WASHINGTON — Looking to boost his standing in a tough congressional election year, President Obama heads to Michigan on Thursday armed with a fresh report that he hopes will help convince people that his economic policies are making life better.
Obama will point to the new report from his own Council of Economic Advisers stating that the $862 billion package of spending and tax cuts enacted last year has added between 2.7 and 3.2 percent to the economy and saved or created about 3 million jobs.
More specifically, he'll visit a battery plant in Holland, Mich., to showcase his argument that $94.8 billion in stimulus spending on clean energy will save or create 827,000 jobs by 2012.
Republicans dismissed the report as political posturing based on false assumptions. "The stimulus has failed," said Rep. Tom Price of Georgia.
However, independent economist Mark Zandi said the White House estimate is in line with his own and those from other private-sector economists.

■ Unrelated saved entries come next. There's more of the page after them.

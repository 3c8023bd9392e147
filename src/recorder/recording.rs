use std::sync::atomic::{AtomicU8, Ordering};
use std::time::Duration;

use api::recorder::{RecordingState, RecordingStatus, StopReason};
use chrono::{DateTime, Local};
use tokio::sync::Mutex;
use tokio::time::Instant;
use tracing::{error, info};

use crate::encoder::{CommandSpec, EncoderProcess, Spawner};
use crate::error::RecordError;
use crate::metrics;
use crate::result::Result;

use super::RecordConfig;

/// One encoder-backed recording job
pub struct Recording {
    id: String,
    stream: String,
    config: RecordConfig,
    /// Mirror of `inner.state` readable without waiting on the job lock
    state: AtomicU8,
    inner: Mutex<Inner>,
}

struct Inner {
    state: RecordingState,
    started_at: Option<DateTime<Local>>,
    started: Option<Instant>,
    stopped_at: Option<DateTime<Local>>,
    stop_reason: Option<StopReason>,
    elapsed: Duration,
    pid: Option<u32>,
    process: Option<Box<dyn EncoderProcess>>,
}

fn encode(state: RecordingState) -> u8 {
    match state {
        RecordingState::Idle => 0,
        RecordingState::Active => 1,
        RecordingState::Stopped => 2,
    }
}

fn decode(value: u8) -> RecordingState {
    match value {
        0 => RecordingState::Idle,
        1 => RecordingState::Active,
        _ => RecordingState::Stopped,
    }
}

impl Recording {
    pub(crate) fn new(id: &str, stream: &str, config: RecordConfig) -> Self {
        Self {
            id: id.to_string(),
            stream: stream.to_string(),
            config,
            state: AtomicU8::new(encode(RecordingState::Idle)),
            inner: Mutex::new(Inner {
                state: RecordingState::Idle,
                started_at: None,
                started: None,
                stopped_at: None,
                stop_reason: None,
                elapsed: Duration::ZERO,
                pid: None,
                process: None,
            }),
        }
    }

    pub fn id(&self) -> &str {
        &self.id
    }

    pub fn stream(&self) -> &str {
        &self.stream
    }

    pub fn config(&self) -> &RecordConfig {
        &self.config
    }

    pub fn state(&self) -> RecordingState {
        decode(self.state.load(Ordering::Acquire))
    }

    pub fn is_active(&self) -> bool {
        self.state() == RecordingState::Active
    }

    pub fn is_stopped(&self) -> bool {
        self.state() == RecordingState::Stopped
    }

    fn set_state(&self, inner: &mut Inner, state: RecordingState) {
        inner.state = state;
        self.state.store(encode(state), Ordering::Release);
    }

    /// Launch the encoder. Creation that takes longer than `timeout` counts as failure.
    pub(crate) async fn start(
        &self,
        spawner: &dyn Spawner,
        spec: &CommandSpec,
        timeout: Duration,
    ) -> Result<Option<u32>> {
        let mut inner = self.inner.lock().await;
        if inner.state != RecordingState::Idle {
            return Err(RecordError::already_active(&self.id));
        }

        info!(id = %self.id, stream = %self.stream, "[recording] starting: {}", spec);
        let process = match tokio::time::timeout(timeout, spawner.spawn(spec)).await {
            Ok(Ok(process)) => process,
            Ok(Err(e)) => {
                error!(id = %self.id, "[recording] encoder failed to start: {:#}", e);
                return Err(RecordError::process_creation_failed(&self.id, format!("{e:#}")));
            }
            Err(_) => {
                error!(id = %self.id, "[recording] encoder creation timed out after {:?}", timeout);
                return Err(RecordError::process_creation_failed(
                    &self.id,
                    format!("timed out after {timeout:?}"),
                ));
            }
        };

        inner.pid = process.pid();
        inner.process = Some(process);
        inner.started_at = Some(Local::now());
        inner.started = Some(Instant::now());
        self.set_state(&mut inner, RecordingState::Active);
        metrics::ACTIVE_RECORDINGS.inc();

        info!(
            id = %self.id,
            stream = %self.stream,
            "[recording] active, writing {}",
            self.config.output.display()
        );
        Ok(inner.pid)
    }

    fn finish(&self, inner: &mut Inner, reason: StopReason) {
        inner.elapsed = inner.started.map(|s| s.elapsed()).unwrap_or_default();
        inner.stopped_at = Some(Local::now());
        inner.stop_reason = Some(reason);
        if inner.state == RecordingState::Active {
            metrics::ACTIVE_RECORDINGS.dec();
        }
        self.set_state(inner, RecordingState::Stopped);
    }

    /// Stop the encoder. Returns `Ok(false)` when the job was already stopped.
    ///
    /// The job ends up `Stopped` even when the encoder refuses to stop; its handle is
    /// dropped, which kills it.
    pub async fn stop(&self, reason: StopReason) -> Result<bool> {
        let mut inner = self.inner.lock().await;
        if inner.state == RecordingState::Stopped {
            return Ok(false);
        }

        let outcome = match inner.process.take() {
            Some(mut process) => process.stop().await,
            None => Ok(()),
        };
        self.finish(&mut inner, reason);

        match outcome {
            Ok(()) => {
                info!(
                    id = %self.id,
                    stream = %self.stream,
                    "[recording] completed after {:?} ({:?}): {}",
                    inner.elapsed,
                    reason,
                    self.config.output.display()
                );
                Ok(true)
            }
            Err(e) => {
                error!(id = %self.id, "[recording] failed to stop encoder: {:#}", e);
                Err(RecordError::StopFailed {
                    id: self.id.clone(),
                    reason: format!("{e:#}"),
                })
            }
        }
    }

    /// Mark the job stopped if its encoder exited by itself. Returns true on that transition.
    pub(crate) async fn poll_exit(&self) -> bool {
        let mut inner = self.inner.lock().await;
        if inner.state != RecordingState::Active {
            return false;
        }
        let exited = inner
            .process
            .as_mut()
            .map(|p| p.has_exited())
            .unwrap_or(true);
        if exited {
            inner.process = None;
            self.finish(&mut inner, StopReason::ProcessExited);
        }
        exited
    }

    pub async fn status(&self) -> RecordingStatus {
        let inner = self.inner.lock().await;
        let elapsed = match inner.state {
            RecordingState::Active => inner.started.map(|s| s.elapsed()).unwrap_or_default(),
            _ => inner.elapsed,
        };
        let remaining = match (inner.state, self.config.duration) {
            (RecordingState::Active, Some(max)) => Some(max.saturating_sub(elapsed)),
            _ => None,
        };

        RecordingStatus {
            id: self.id.clone(),
            stream: self.stream.clone(),
            output: self.config.output.to_string_lossy().into_owned(),
            format: self.config.format.clone(),
            state: inner.state,
            started_at: inner.started_at,
            stopped_at: inner.stopped_at,
            stop_reason: inner.stop_reason,
            elapsed_ms: elapsed.as_millis() as u64,
            max_duration_ms: self.config.duration.map(|d| d.as_millis() as u64),
            remaining_ms: remaining.map(|d| d.as_millis() as u64),
            pid: inner.pid,
        }
    }
}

"They're reasonable estimates," said Zandi, the chief economist for the consulting firm Moody's Analytics. His analysis estimates that the economy is about 3 percent larger and that there are about 2.6 million more jobs now than there would have been without the stimulus.
The argument is critical for Obama and his Democratic Party heading into this November's elections for control of Congress. With unemployment stuck at 9.5 percent — 13.2 percent in Michigan — many voters are skeptical of Obama's policies and wary about the debt piling up to pay for them.
Obama worked Wednesday to set the stage for his trip to Michigan, seeking advice about how to create more jobs in high-profile meetings at the White House with billionaire investor Warren Buffett, then with former President Bill Clinton and a group of business executives.
The U.S. Chamber of Commerce jumped into the debate as well, with a public letter to Obama acknowledging that earlier, unnamed policies did stabilize the economy and prevent a depression, but warning that new tax increases and massive deficits "are needlessly prolonging the economic agony of the recession for millions of Americans and their families."